Complexions is masterful at this type of pop culture and contemporary dance mash-ups that have included the music of Marvin Gaye, Lenny Kravitz and Metallica. Beyond the novelty of these collaborations, it’s the versatility, athleticism and adeptness of the company that elevates the approach from performance to art while incorporating a wide range of elements from hip-hop to modern and classical ballet.

“Stardust” consists of nine Bowie songs, each with its own choreography and each lip synced by one or more of the dancers. The sequence begins with “Lazarus,” a song from Bowie’s last studio album (“Blackstar”) and his last single released before his death. This is followed by a “best of” sequence of songs spanning Bowie’s career, including “Changes,” “Modern Love” and “Young Americans.”

Each of the dancers had their own Bowie identity that drew from his iconic array of hairstyles, face paints and costumes. It was a nice reminder of how innovative the gender- and genre-bending Bowie was, especially in his glam-rock era. With no sets and minimal staging (and spot-on lighting by Michael Korsch), the emphasis was clearly on the choreography and execution by the dancers.

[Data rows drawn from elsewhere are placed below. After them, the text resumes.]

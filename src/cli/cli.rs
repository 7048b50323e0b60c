use clap::ArgMatches;
use log::debug;

use crate::{
    cli::filesystem::FileSystem,
    config::ParserConfig,
    json::parser::JsonParser,
};

pub const SAMPLE_DOCUMENT: &str = r#"{
    "firstName": "John",
    "lastName": "Smith",
    "age": 25,
    "address": {
        "streetAddress": "21 2nd Street",
        "city": "New York",
        "state": "NY",
        "postalCode": 10021
    },
    "phoneNumbers": [
        {
            "type": "home",
            "number": "212 555-1234"
        },
        {
            "type": "fax",
            "number": "646 555-4567"
        }
    ]
}"#;

pub struct Cli {
    pub filesystem: FileSystem,
    parser: JsonParser,
}

impl Cli {
    pub fn new(filesystem: FileSystem, config: ParserConfig) -> Result<Self, String> {
        let parser = JsonParser::with_config(config).map_err(|e| e.to_string())?;
        Ok(Self { filesystem, parser })
    }

    /// Builds a `Cli` honouring the global `--config` option.
    pub fn from_matches(filesystem: FileSystem, matches: &ArgMatches) -> Result<Self, String> {
        let config = match matches.get_one::<String>("config") {
            Some(path) => ParserConfig::from_toml(&filesystem.read_file(path)?)?,
            None => ParserConfig::default(),
        };
        Self::new(filesystem, config)
    }

    pub fn run(&self, matches: &ArgMatches) -> Result<String, String> {
        match matches.subcommand() {
            Some(("decode", sub_matches)) => self.decode(sub_matches),
            Some(("tree", sub_matches)) => self.tree(sub_matches),
            Some(("tokens", sub_matches)) => self.tokens(sub_matches),
            Some(("sample", sub_matches)) => self.sample(sub_matches),
            _ => Err("No subcommand was provided".to_string()),
        }
    }

    pub fn decode(&self, sub_matches: &ArgMatches) -> Result<String, String> {
        let input = self.read_input(sub_matches)?;
        self.decode_str(&input, sub_matches.get_flag("pretty"))
    }

    pub fn tree(&self, sub_matches: &ArgMatches) -> Result<String, String> {
        let input = self.read_input(sub_matches)?;
        let tree = self.parser.parse_tree(&input).map_err(|e| e.to_string())?;
        debug!("Parse tree has depth {}", tree.get_depth());
        Ok(tree.to_string())
    }

    pub fn tokens(&self, sub_matches: &ArgMatches) -> Result<String, String> {
        let input = self.read_input(sub_matches)?;
        let tokens = self
            .parser
            .tokens(&input)
            .map(|token| token.map(|t| t.to_string()))
            .collect::<Result<Vec<_>, _>>()
            .map_err(|e| e.to_string())?;
        Ok(tokens.join("\n"))
    }

    pub fn sample(&self, sub_matches: &ArgMatches) -> Result<String, String> {
        self.decode_str(SAMPLE_DOCUMENT, sub_matches.get_flag("pretty"))
    }

    fn decode_str(&self, input: &str, pretty: bool) -> Result<String, String> {
        let value = self.parser.parse(input).map_err(|e| e.to_string())?;
        value.to_json_string(pretty)
    }

    fn read_input(&self, sub_matches: &ArgMatches) -> Result<String, String> {
        match sub_matches.get_one::<String>("input") {
            Some(path) => self.filesystem.read_file(path),
            None => Err("No input was provided".to_string()),
        }
    }
}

The program lists the dancers only as “The Company,” so instead of individual names, it’s best to refer to songs. Collectively, The Company is an exceptionally – and exceptionally equally talented – group of dancers that delivered an impressive range of strength, intensity, athleticism, expressiveness and technical prowess.

Of the nine choreographies, one of the standouts was certainly “Space Oddity,” during which the lead dancer confidently strode across the stage on pointe, then held a very Bowie-esque position for an extended, intense moment. Another standout was “Heroes,” danced to Peter Gabriel’s slow, extended cover of the song from his “Scratch My Back” album. Fans of Netflix’s “Stranger Things” might recognize this version of the song, which benefits from the slow treatment, reminiscent of Michael Andrews’ “Donnie Darko” soundtrack cover of Tears for Fears’ “Mad World.” The Company’s ensemble work on “Heroes” was exceptionally fluid and evocative.

The weakest of the series was “1984.” The choreography was not as interpretive, robust or visually interesting as the others. The dancer, clad in a leotard that was more Mary Lou Retton than Thin White Duke, wasn’t given movements as challenging or wowie “Zowie” as the others.

Complexions Contemporary Ballet

“Stardust” may have attracted the most attention, but it comprised only the second half of the Complexion’s program. The evening began with “Hissy Fits” after a rousing, pre-show “Happy Birthday” to Michael Uthoff, Dance St. Louis’ Artistic Director. “Hissy Fits” applies a frenetic, slinky, edgy choreography to some traditional melodies of J.S. Bach (heavy on the Glenn Gould interpretations).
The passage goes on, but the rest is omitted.